You can see it here: http://www.tcryan.com/blog/?p=5
Right now, it shows the whole library, but I'll uncomment the line soon that does this, so it will only show what has been added for the particular visitor.
It is fairly basic: The plugin code sets a cookie with the current visitor timestamp, but it will only update it once in 24 hours, so the visitor can go back and see the same images more than once in a given time period. This means that the post will appear differently for each user. If someone visits every day, then they will only see a few images. If they visit infrequently, they will see a lot more images.
In this particular case, I am checking a partner installation of Gallery 2 (Bingo release) for new images, and displaying thumbnails of those images, along with links to the full-resolution images within the Gallery. It's a nice shortcut for a personal site that probably won't be featuring too many new images. If this were a pro gallery, then I would probably use the Gallery implementation, which is more robust, but a lot more complex for the user.
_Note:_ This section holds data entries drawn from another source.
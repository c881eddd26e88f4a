//! Route Table
//!
//! Exact-method matching with named `:param` segments. Among patterns
//! matching the same path, the one with the most literal segments wins.

use std::collections::HashMap;

/// A registered route.
#[derive(Debug, Clone)]
pub struct RouteEntry {
    pub method: String,
    pub pattern: RoutePattern,
    pub handler_id: String,
}

#[derive(Debug, Clone, PartialEq, Eq)]
enum Segment {
    Literal(String),
    Param(String),
}

/// A parsed path pattern such as `/users/:id/posts`.
#[derive(Debug, Clone, PartialEq, Eq)]
pub struct RoutePattern {
    raw: String,
    segments: Vec<Segment>,
}

impl RoutePattern {
    pub fn parse(path: &str) -> Self {
        let segments = path
            .split('/')
            .filter(|s| !s.is_empty())
            .map(|s| match s.strip_prefix(':') {
                Some(name) => Segment::Param(name.to_string()),
                None => Segment::Literal(s.to_string()),
            })
            .collect();
        Self {
            raw: path.to_string(),
            segments,
        }
    }

    pub fn raw(&self) -> &str {
        &self.raw
    }

    /// Match a concrete path, extracting named parameters.
    pub fn matches(&self, path: &str) -> Option<HashMap<String, String>> {
        let parts: Vec<&str> = path.split('/').filter(|s| !s.is_empty()).collect();
        if parts.len() != self.segments.len() {
            return None;
        }

        let mut params = HashMap::new();
        for (segment, part) in self.segments.iter().zip(parts) {
            match segment {
                Segment::Literal(lit) if lit == part => {}
                Segment::Literal(_) => return None,
                Segment::Param(name) => {
                    params.insert(name.clone(), part.to_string());
                }
            }
        }
        Some(params)
    }

    fn literal_count(&self) -> usize {
        self.segments
            .iter()
            .filter(|s| matches!(s, Segment::Literal(_)))
            .count()
    }
}

/// All routes registered by one project.
#[derive(Debug, Default)]
pub struct RouteTable {
    entries: Vec<RouteEntry>,
}

impl RouteTable {
    /// Register a route. A duplicate method+pattern overwrites the
    /// earlier handler.
    pub fn insert(&mut self, method: &str, path: &str, handler_id: &str) {
        let method = method.to_uppercase();
        let pattern = RoutePattern::parse(path);

        if let Some(existing) = self
            .entries
            .iter_mut()
            .find(|e| e.method == method && e.pattern.raw() == pattern.raw())
        {
            existing.handler_id = handler_id.to_string();
            return;
        }

        self.entries.push(RouteEntry {
            method,
            pattern,
            handler_id: handler_id.to_string(),
        });
    }

    /// Find the best-matching route for a request.
    pub fn find(&self, method: &str, path: &str) -> Option<(String, HashMap<String, String>)> {
        let method = method.to_uppercase();
        self.entries
            .iter()
            .filter(|e| e.method == method)
            .filter_map(|e| e.pattern.matches(path).map(|params| (e, params)))
            .max_by_key(|(e, _)| e.pattern.literal_count())
            .map(|(e, params)| (e.handler_id.clone(), params))
    }

    pub fn len(&self) -> usize {
        self.entries.len()
    }

    pub fn is_empty(&self) -> bool {
        self.entries.is_empty()
    }
}

#[cfg(test)]
mod tests {
    use super::*;

    #[test]
    fn literal_and_param_matching() {
        let mut table = RouteTable::default();
        table.insert("GET", "/users/:id", "h1");

        let (handler, params) = table.find("GET", "/users/42").unwrap();
        assert_eq!(handler, "h1");
        assert_eq!(params["id"], "42");

        assert!(table.find("POST", "/users/42").is_none());
        assert!(table.find("GET", "/users").is_none());
        assert!(table.find("GET", "/users/42/posts").is_none());
    }

    #[test]
    fn most_specific_pattern_wins() {
        let mut table = RouteTable::default();
        table.insert("GET", "/users/:id", "param");
        table.insert("GET", "/users/me", "literal");

        let (handler, _) = table.find("GET", "/users/me").unwrap();
        assert_eq!(handler, "literal");

        let (handler, _) = table.find("GET", "/users/42").unwrap();
        assert_eq!(handler, "param");
    }

    #[test]
    fn duplicate_registration_overwrites() {
        let mut table = RouteTable::default();
        table.insert("GET", "/ping", "old");
        table.insert("GET", "/ping", "new");

        assert_eq!(table.len(), 1);
        let (handler, _) = table.find("GET", "/ping").unwrap();
        assert_eq!(handler, "new");
    }

    #[test]
    fn root_path_matches() {
        let mut table = RouteTable::default();
        table.insert("GET", "/", "root");
        assert!(table.find("GET", "/").is_some());
    }

    #[test]
    fn method_matching_is_case_insensitive() {
        let mut table = RouteTable::default();
        table.insert("get", "/ping", "h");
        assert!(table.find("GET", "/ping").is_some());
    }

    #[test]
    fn trailing_slash_is_ignored() {
        let mut table = RouteTable::default();
        table.insert("GET", "/users/:id", "h");
        assert!(table.find("GET", "/users/42/").is_some());
    }
}
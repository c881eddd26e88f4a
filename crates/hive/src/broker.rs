//! UI Session Broker
//!
//! Pairs a dialog request issued inside a Cell with the response that
//! arrives later on a specific session, possibly minutes later. A
//! continuation is invoked exactly once, and always via the owning
//! Cell's dispatch queue, never on the resolver's thread.

use std::sync::Arc;

use async_trait::async_trait;
use chrono::{DateTime, Utc};
use dashmap::DashMap;
use serde::{Deserialize, Serialize};
use serde_json::Value;
use tokio::sync::mpsc;
use uuid::Uuid;

use crate::cell::{Caller, CellTask};

// ─────────────────────────────────────────────────────────────────────────────
// Dialog Kinds & Wire Frames
// ─────────────────────────────────────────────────────────────────────────────

/// The interactive UI primitives.
#[derive(Debug, Clone, Copy, PartialEq, Eq, Serialize, Deserialize)]
#[serde(rename_all = "lowercase")]
pub enum DialogKind {
    Toast,
    Alert,
    Confirm,
    Prompt,
    Form,
}

impl DialogKind {
    pub fn parse(s: &str) -> Option<Self> {
        match s {
            "toast" => Some(Self::Toast),
            "alert" => Some(Self::Alert),
            "confirm" => Some(Self::Confirm),
            "prompt" => Some(Self::Prompt),
            "form" => Some(Self::Form),
            _ => None,
        }
    }

    /// The "no answer" value used when a dialog is torn down instead of
    /// answered: false for confirm, null for prompt/form.
    pub fn sentinel(&self) -> Value {
        match self {
            DialogKind::Confirm => Value::Bool(false),
            _ => Value::Null,
        }
    }
}

/// Outbound frame to the transport collaborator. Fire-and-forget kinds
/// (toast, alert) carry no correlation id.
#[derive(Debug, Clone, Serialize, Deserialize)]
#[serde(rename_all = "camelCase")]
pub struct DialogRequestFrame {
    #[serde(skip_serializing_if = "Option::is_none")]
    pub correlation_id: Option<String>,
    pub session_id: String,
    pub kind: DialogKind,
    pub payload: Value,
}

/// Inbound response frame. `answer` is a bool for confirm,
/// string-or-null for prompt, `{action, data}` for form.
#[derive(Debug, Clone, Serialize, Deserialize)]
#[serde(rename_all = "camelCase")]
pub struct DialogResponseFrame {
    pub correlation_id: String,
    pub answer: Value,
}

// ─────────────────────────────────────────────────────────────────────────────
// Session Transport
// ─────────────────────────────────────────────────────────────────────────────

/// Delivery seam towards the WebSocket collaborator.
#[async_trait]
pub trait SessionTransport: Send + Sync {
    /// Deliver a frame to a session. Returns false when the session is
    /// unknown or gone.
    async fn deliver(&self, session_id: &str, frame: DialogRequestFrame) -> bool;
}

/// Transport for headless deployments: logs and drops every frame.
pub struct NullTransport;

#[async_trait]
impl SessionTransport for NullTransport {
    async fn deliver(&self, session_id: &str, frame: DialogRequestFrame) -> bool {
        tracing::debug!(%session_id, kind = ?frame.kind, "no transport attached, dropping frame");
        false
    }
}

/// The live session map: session id -> frame sender. The WebSocket
/// handler registers a session on connect and removes it on disconnect.
#[derive(Default)]
pub struct SessionHub {
    sessions: DashMap<String, mpsc::Sender<Value>>,
}

impl SessionHub {
    pub fn new() -> Self {
        Self::default()
    }

    pub fn register(&self, session_id: &str, tx: mpsc::Sender<Value>) {
        self.sessions.insert(session_id.to_string(), tx);
        tracing::info!(%session_id, "session connected");
    }

    pub fn unregister(&self, session_id: &str) {
        self.sessions.remove(session_id);
    }

    /// Push an already-serialized frame (e.g. a runtime event) to one
    /// session.
    pub async fn push(&self, session_id: &str, frame: Value) -> bool {
        let Some(tx) = self.sessions.get(session_id).map(|s| s.value().clone()) else {
            return false;
        };
        tx.send(frame).await.is_ok()
    }

    pub fn count(&self) -> usize {
        self.sessions.len()
    }
}

#[async_trait]
impl SessionTransport for SessionHub {
    async fn deliver(&self, session_id: &str, frame: DialogRequestFrame) -> bool {
        match serde_json::to_value(&frame) {
            Ok(value) => self.push(session_id, value).await,
            Err(_) => false,
        }
    }
}

// ─────────────────────────────────────────────────────────────────────────────
// Dialog Broker
// ─────────────────────────────────────────────────────────────────────────────

struct PendingDialog {
    project_id: String,
    caller: Caller,
    kind: DialogKind,
    #[allow(dead_code)]
    created_at: DateTime<Utc>,
    task_tx: mpsc::Sender<CellTask>,
}

struct BrokerInner {
    pending: DashMap<String, PendingDialog>,
    transport: Arc<dyn SessionTransport>,
}

/// Correlates dialog requests with their eventual answers.
#[derive(Clone)]
pub struct DialogBroker {
    inner: Arc<BrokerInner>,
}

impl DialogBroker {
    pub fn new(transport: Arc<dyn SessionTransport>) -> Self {
        Self {
            inner: Arc::new(BrokerInner {
                pending: DashMap::new(),
                transport,
            }),
        }
    }

    /// Open a dialog on behalf of `caller` and forward the request frame
    /// to their session. Returns the correlation id immediately; the
    /// continuation runs later, inside the owning Cell's dispatch loop.
    ///
    /// With no session in scope (e.g. a timer-originated task with no
    /// interactive caller), the continuation is answered straight away
    /// with the kind's sentinel.
    pub fn open(
        &self,
        project_id: &str,
        caller: Caller,
        kind: DialogKind,
        payload: Value,
        task_tx: mpsc::Sender<CellTask>,
    ) -> String {
        let correlation_id = Uuid::new_v4().to_string();

        match caller.session.clone() {
            Some(session_id) => {
                self.inner.pending.insert(
                    correlation_id.clone(),
                    PendingDialog {
                        project_id: project_id.to_string(),
                        caller,
                        kind,
                        created_at: Utc::now(),
                        task_tx,
                    },
                );

                let broker = self.clone();
                let frame = DialogRequestFrame {
                    correlation_id: Some(correlation_id.clone()),
                    session_id: session_id.clone(),
                    kind,
                    payload,
                };
                let correlation = correlation_id.clone();
                tokio::spawn(async move {
                    if !broker.inner.transport.deliver(&session_id, frame).await {
                        tracing::debug!(
                            %session_id,
                            "dialog frame undeliverable, answering with sentinel"
                        );
                        broker.resolve(&correlation, kind.sentinel()).await;
                    }
                });
            }
            None => {
                let sentinel = kind.sentinel();
                let correlation = correlation_id.clone();
                tokio::spawn(async move {
                    let answer = CellTask::DialogAnswer {
                        correlation_id: correlation,
                        answer: sentinel,
                        caller,
                    };
                    let _ = task_tx.send(answer).await;
                });
            }
        }

        correlation_id
    }

    /// Forward a fire-and-forget notification (toast/alert). No record
    /// is kept; without a session the frame is dropped.
    pub fn notify(&self, session: Option<&str>, kind: DialogKind, payload: Value) {
        let Some(session_id) = session else {
            tracing::debug!(kind = ?kind, "notification dropped, no session in scope");
            return;
        };

        let frame = DialogRequestFrame {
            correlation_id: None,
            session_id: session_id.to_string(),
            kind,
            payload,
        };
        let transport = Arc::clone(&self.inner.transport);
        let session_id = session_id.to_string();
        tokio::spawn(async move {
            transport.deliver(&session_id, frame).await;
        });
    }

    /// Resolve a pending dialog with its answer. The record is removed
    /// first, so a continuation can never be invoked twice. Returns
    /// false for an unknown (or already resolved) correlation id.
    pub async fn resolve(&self, correlation_id: &str, answer: Value) -> bool {
        let Some((_, dialog)) = self.inner.pending.remove(correlation_id) else {
            return false;
        };

        let task = CellTask::DialogAnswer {
            correlation_id: correlation_id.to_string(),
            answer,
            caller: dialog.caller,
        };
        if dialog.task_tx.send(task).await.is_err() {
            tracing::debug!(
                project_id = %dialog.project_id,
                "dialog answered after its cell stopped"
            );
        }
        true
    }

    /// Answer every pending dialog of a disconnected session with its
    /// sentinel.
    pub async fn teardown_session(&self, session_id: &str) {
        self.teardown(|dialog| dialog.caller.session.as_deref() == Some(session_id))
            .await;
    }

    /// Answer every pending dialog of a stopping project with its
    /// sentinel.
    pub async fn teardown_project(&self, project_id: &str) {
        self.teardown(|dialog| dialog.project_id == project_id).await;
    }

    async fn teardown(&self, doomed: impl Fn(&PendingDialog) -> bool) {
        let matches: Vec<(String, Value)> = self
            .inner
            .pending
            .iter()
            .filter(|entry| doomed(entry.value()))
            .map(|entry| (entry.key().clone(), entry.value().kind.sentinel()))
            .collect();

        for (correlation_id, sentinel) in matches {
            self.resolve(&correlation_id, sentinel).await;
        }
    }

    pub fn pending_count(&self) -> usize {
        self.inner.pending.len()
    }
}

#[cfg(test)]
mod tests {
    use super::*;
    use serde_json::json;

    fn caller_with_session(session: &str) -> Caller {
        Caller::new(Some("user-1".to_string()), Some(session.to_string()))
    }

    #[tokio::test]
    async fn open_forwards_the_frame_and_resolve_enqueues_the_answer() {
        let hub = Arc::new(SessionHub::new());
        let broker = DialogBroker::new(hub.clone());

        let (frame_tx, mut frame_rx) = mpsc::channel(8);
        hub.register("s1", frame_tx);

        let (task_tx, mut task_rx) = mpsc::channel(8);
        let correlation = broker.open(
            "p1",
            caller_with_session("s1"),
            DialogKind::Confirm,
            json!({"message": "sure?"}),
            task_tx,
        );

        let frame = frame_rx.recv().await.unwrap();
        assert_eq!(frame["correlationId"], json!(correlation));
        assert_eq!(frame["kind"], json!("confirm"));
        assert_eq!(frame["sessionId"], json!("s1"));

        assert!(broker.resolve(&correlation, json!(true)).await);
        match task_rx.recv().await.unwrap() {
            CellTask::DialogAnswer {
                correlation_id,
                answer,
                caller,
            } => {
                assert_eq!(correlation_id, correlation);
                assert_eq!(answer, json!(true));
                assert_eq!(caller.session.as_deref(), Some("s1"));
            }
            _ => panic!("expected a dialog answer"),
        }
    }

    #[tokio::test]
    async fn resolve_is_exactly_once() {
        let hub = Arc::new(SessionHub::new());
        let broker = DialogBroker::new(hub.clone());
        let (frame_tx, _frame_rx) = mpsc::channel(8);
        hub.register("s1", frame_tx);

        let (task_tx, _task_rx) = mpsc::channel(8);

        let correlation = broker.open(
            "p1",
            caller_with_session("s1"),
            DialogKind::Prompt,
            json!({}),
            task_tx,
        );

        assert!(broker.resolve(&correlation, json!("answer")).await);
        assert!(!broker.resolve(&correlation, json!("again")).await);
        assert_eq!(broker.pending_count(), 0);
    }

    #[tokio::test]
    async fn open_without_session_answers_with_the_sentinel() {
        let broker = DialogBroker::new(Arc::new(NullTransport));
        let (task_tx, mut task_rx) = mpsc::channel(8);

        broker.open(
            "p1",
            Caller::default(),
            DialogKind::Confirm,
            json!({}),
            task_tx,
        );

        match task_rx.recv().await.unwrap() {
            CellTask::DialogAnswer { answer, .. } => assert_eq!(answer, json!(false)),
            _ => panic!("expected a dialog answer"),
        }
        assert_eq!(broker.pending_count(), 0);
    }

    #[tokio::test]
    async fn teardown_session_answers_everything_once() {
        let hub = Arc::new(SessionHub::new());
        let broker = DialogBroker::new(hub.clone());
        let (frame_tx, _frame_rx) = mpsc::channel(8);
        hub.register("s1", frame_tx);

        let (task_tx, mut task_rx) = mpsc::channel(8);
        broker.open(
            "p1",
            caller_with_session("s1"),
            DialogKind::Confirm,
            json!({}),
            task_tx.clone(),
        );
        broker.open(
            "p1",
            caller_with_session("s1"),
            DialogKind::Prompt,
            json!({}),
            task_tx,
        );

        broker.teardown_session("s1").await;
        assert_eq!(broker.pending_count(), 0);

        let mut answers = Vec::new();
        for _ in 0..2 {
            match task_rx.recv().await.unwrap() {
                CellTask::DialogAnswer { answer, .. } => answers.push(answer),
                _ => panic!("expected a dialog answer"),
            }
        }
        assert!(answers.contains(&json!(false)));
        assert!(answers.contains(&json!(null)));
    }

    #[tokio::test]
    async fn undeliverable_dialog_resolves_with_the_sentinel() {
        // A hub with no such session registered.
        let hub = Arc::new(SessionHub::new());
        let broker = DialogBroker::new(hub);
        let (task_tx, mut task_rx) = mpsc::channel(8);

        broker.open(
            "p1",
            caller_with_session("ghost"),
            DialogKind::Confirm,
            json!({}),
            task_tx,
        );

        match task_rx.recv().await.unwrap() {
            CellTask::DialogAnswer { answer, .. } => assert_eq!(answer, json!(false)),
            _ => panic!("expected a dialog answer"),
        }
    }
}
// ─────────────────────────────────────────────────────────────────────────────
// Installation
// ─────────────────────────────────────────────────────────────────────────────

/// Register the native capability functions on the global object.
pub(crate) fn install(ctx: &Ctx<'_>, cell: &CellContext) -> rquickjs::Result<()> {
    let globals = ctx.globals();

    globals.set("__hive_project", cell.project_id.clone())?;

    register_console(ctx, &cell.project_id)?;

    // __hive_log(level, message)
    {
        let project_id = cell.project_id.clone();
        globals.set(
            "__hive_log",
            Func::from(move |level: String, message: String| {
                log_line(&project_id, &level, &message);
            }),
        )?;
    }

    // __hive_module_source(name) -> source text
    {
        let files = Arc::clone(&cell.files);
        globals.set(
            "__hive_module_source",
            Func::from(
                move |ctx: Ctx<'_>, name: String| -> rquickjs::Result<String> {
                    match files.get(&name) {
                        Some(source) => Ok(source.clone()),
                        None => Err(throw(&ctx, &format!("unknown module '{name}'"))),
                    }
                },
            ),
        )?;
    }

    // __hive_register_route(method, path, handlerId)
    {
        let routes = Arc::clone(&cell.routes);
        let project_id = cell.project_id.clone();
        globals.set(
            "__hive_register_route",
            Func::from(move |method: String, path: String, handler_id: String| {
                tracing::debug!(project_id = %project_id, %method, %path, "route registered");
                routes.write().insert(&method, &path, &handler_id);
            }),
        )?;
    }

    // __hive_schedule(kind, ms) -> job id
    {
        let jobs = Arc::clone(&cell.jobs);
        let task_tx = cell.task_tx.clone();
        let current = Arc::clone(&cell.current);
        globals.set(
            "__hive_schedule",
            Func::from(
                move |ctx: Ctx<'_>, kind: String, ms: f64| -> rquickjs::Result<String> {
                    let kind = match kind.as_str() {
                        "interval" => JobKind::Interval,
                        "delay" => JobKind::Delay,
                        other => {
                            return Err(throw(&ctx, &format!("unknown schedule kind '{other}'")));
                        }
                    };
                    if !ms.is_finite() || ms < 0.0 {
                        return Err(throw(&ctx, "schedule period must be a non-negative number"));
                    }

                    let period = Duration::from_millis(ms as u64);
                    let caller = current.lock().clone().unwrap_or_default();
                    let id = jobs.register(kind, period, caller);
                    let timer = spawn_timer(kind, period, id.clone(), task_tx.clone());
                    jobs.attach_timer(&id, timer);
                    Ok(id)
                },
            ),
        )?;
    }

    // __hive_cancel_job(id)
    {
        let jobs = Arc::clone(&cell.jobs);
        globals.set(
            "__hive_cancel_job",
            Func::from(move |id: String| {
                jobs.cancel(&id);
            }),
        )?;
    }

    // __hive_register_action(slug)
    {
        let actions = Arc::clone(&cell.actions);
        let events = cell.events.clone();
        let project_id = cell.project_id.clone();
        globals.set(
            "__hive_register_action",
            Func::from(move |slug: String| {
                actions.register(&slug);
                events.emit(
                    "ActionStateChanged",
                    project_id.as_str(),
                    json!({"slug": slug, "state": "enabled"}),
                );
            }),
        )?;
    }

    // __hive_action_state(slug, field, flag)
    {
        let actions = Arc::clone(&cell.actions);
        let events = cell.events.clone();
        let project_id = cell.project_id.clone();
        globals.set(
            "__hive_action_state",
            Func::from(
                move |ctx: Ctx<'_>, slug: String, field: String, flag: bool| -> rquickjs::Result<()> {
                    let state = match field.as_str() {
                        "loading" => actions.set_loading(&slug, flag),
                        "active" => actions.set_active(&slug, flag),
                        other => {
                            return Err(throw(&ctx, &format!("unknown action state field '{other}'")));
                        }
                    };
                    match state {
                        Some(state) => {
                            events.emit(
                                "ActionStateChanged",
                                project_id.as_str(),
                                json!({"slug": slug, "state": state}),
                            );
                            Ok(())
                        }
                        None => Err(throw(&ctx, &format!("unknown action '{slug}'"))),
                    }
                },
            ),
        )?;
    }

    // __hive_dialog(kind, payload) -> correlation id
    {
        let broker = cell.broker.clone();
        let task_tx = cell.task_tx.clone();
        let context = cell.clone();
        globals.set(
            "__hive_dialog",
            Func::from(
                move |ctx: Ctx<'_>, kind: String, payload: JsValue<'_>| -> rquickjs::Result<String> {
                    let Some(kind) = DialogKind::parse(&kind) else {
                        return Err(throw(&ctx, &format!("unknown dialog kind '{kind}'")));
                    };
                    let payload = js_to_json(&payload)?;
                    Ok(broker.open(
                        &context.project_id,
                        context.caller(),
                        kind,
                        payload,
                        task_tx.clone(),
                    ))
                },
            ),
        )?;
    }

    // __hive_notify(kind, payload) -- fire and forget
    {
        let broker = cell.broker.clone();
        let context = cell.clone();
        globals.set(
            "__hive_notify",
            Func::from(
                move |ctx: Ctx<'_>, kind: String, payload: JsValue<'_>| -> rquickjs::Result<()> {
                    let Some(kind) = DialogKind::parse(&kind) else {
                        return Err(throw(&ctx, &format!("unknown notification kind '{kind}'")));
                    };
                    let payload = js_to_json(&payload)?;
                    let caller = context.caller();
                    broker.notify(caller.session.as_deref(), kind, payload);
                    Ok(())
                },
            ),
        )?;
    }

    // __hive_db(op, collection, args) -> JSON string
    {
        let store = Arc::clone(&cell.store);
        let project_id = cell.project_id.clone();
        globals.set(
            "__hive_db",
            Func::from(
                move |ctx: Ctx<'_>,
                      op: String,
                      collection: String,
                      args: JsValue<'_>|
                      -> rquickjs::Result<String> {
                    let args = js_to_json(&args)?;
                    match db_call(store.as_ref(), &project_id, &op, &collection, &args) {
                        Ok(value) => serde_json::to_string(&value)
                            .map_err(|e| throw(&ctx, &e.to_string())),
                        Err(message) => Err(throw(&ctx, &message)),
                    }
                },
            ),
        )?;
    }

    // __hive_files(op, name, content) -> JSON string
    {
        let blobs = Arc::clone(&cell.blobs);
        let project_id = cell.project_id.clone();
        globals.set(
            "__hive_files",
            Func::from(
                move |ctx: Ctx<'_>,
                      op: String,
                      name: Opt<String>,
                      content: Opt<String>|
                      -> rquickjs::Result<String> {
                    let result = files_call(
                        blobs.as_ref(),
                        &project_id,
                        &op,
                        name.0.as_deref(),
                        content.0.as_deref(),
                    );
                    match result {
                        Ok(value) => serde_json::to_string(&value)
                            .map_err(|e| throw(&ctx, &e.to_string())),
                        Err(message) => Err(throw(&ctx, &message)),
                    }
                },
            ),
        )?;
    }

    // __hive_env(name) -> value or undefined
    {
        let env = Arc::clone(&cell.env);
        globals.set(
            "__hive_env",
            Func::from(move |name: String| -> Option<String> { env.get(&name).cloned() }),
        )?;
    }

    Ok(())
}

/// Raise a catchable JS exception from a native function.
fn throw(ctx: &Ctx<'_>, message: &str) -> rquickjs::Error {
    match message.into_js(ctx) {
        Ok(value) => ctx.throw(value),
        Err(err) => err,
    }
}

fn log_line(project_id: &str, level: &str, message: &str) {
    match level {
        "debug" => tracing::debug!(target: "hive.script", project_id = %project_id, "{message}"),
        "warn" => tracing::warn!(target: "hive.script", project_id = %project_id, "{message}"),
        "error" => tracing::error!(target: "hive.script", project_id = %project_id, "{message}"),
        _ => tracing::info!(target: "hive.script", project_id = %project_id, "{message}"),
    }
}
I did this by creating a blank plugin with a "your content here" type HTML comment. The plugin will process this, and replace it with content as necessary. I used the "Adhesive" plugin to make the post "sticky." I will probably create an excerpt for the post that indicates the number of images therein. As I said, I still have a fair bit of work in refining the functionality.
I ran into a very nasty problem in WordPress, and was a real puzzler for me. I'd suggest that you consider addressing it. I had originally used the "add_action" and "add_filter" functions to register the plugin hooks, but they didn't work. I went nuts trying to figure out why, but then I got it: WordPress does not call the hooks for the "get_" versions of the processing functions. I need to use these because I massage the content heavily (notice that all pages validate XHTML 1.1 and WAI AAA). I don't want to just display it. There also seems to be no hook for a "pre-header" operation. I set a cookie, so I need to do that.
This means that I directly call the plugin functions from my template code. Yucchy, but still within the parameters for a "non-hack" modality. The templates and the plugin need to be installed as a set. I'm not particularly happy with the solution, but it works, and it will still allow WordPress to be updated, which is what I want.
I think this kind of functionality is a pretty important "basic" capability of a blog. Many blogs seem to have it built in, and, quite frankly, I was surprised that WordPress didn't. I'll be happy to provide any code to anyone who wants it, but it may not be very useful, as it is directly relevant to this particular site's customization.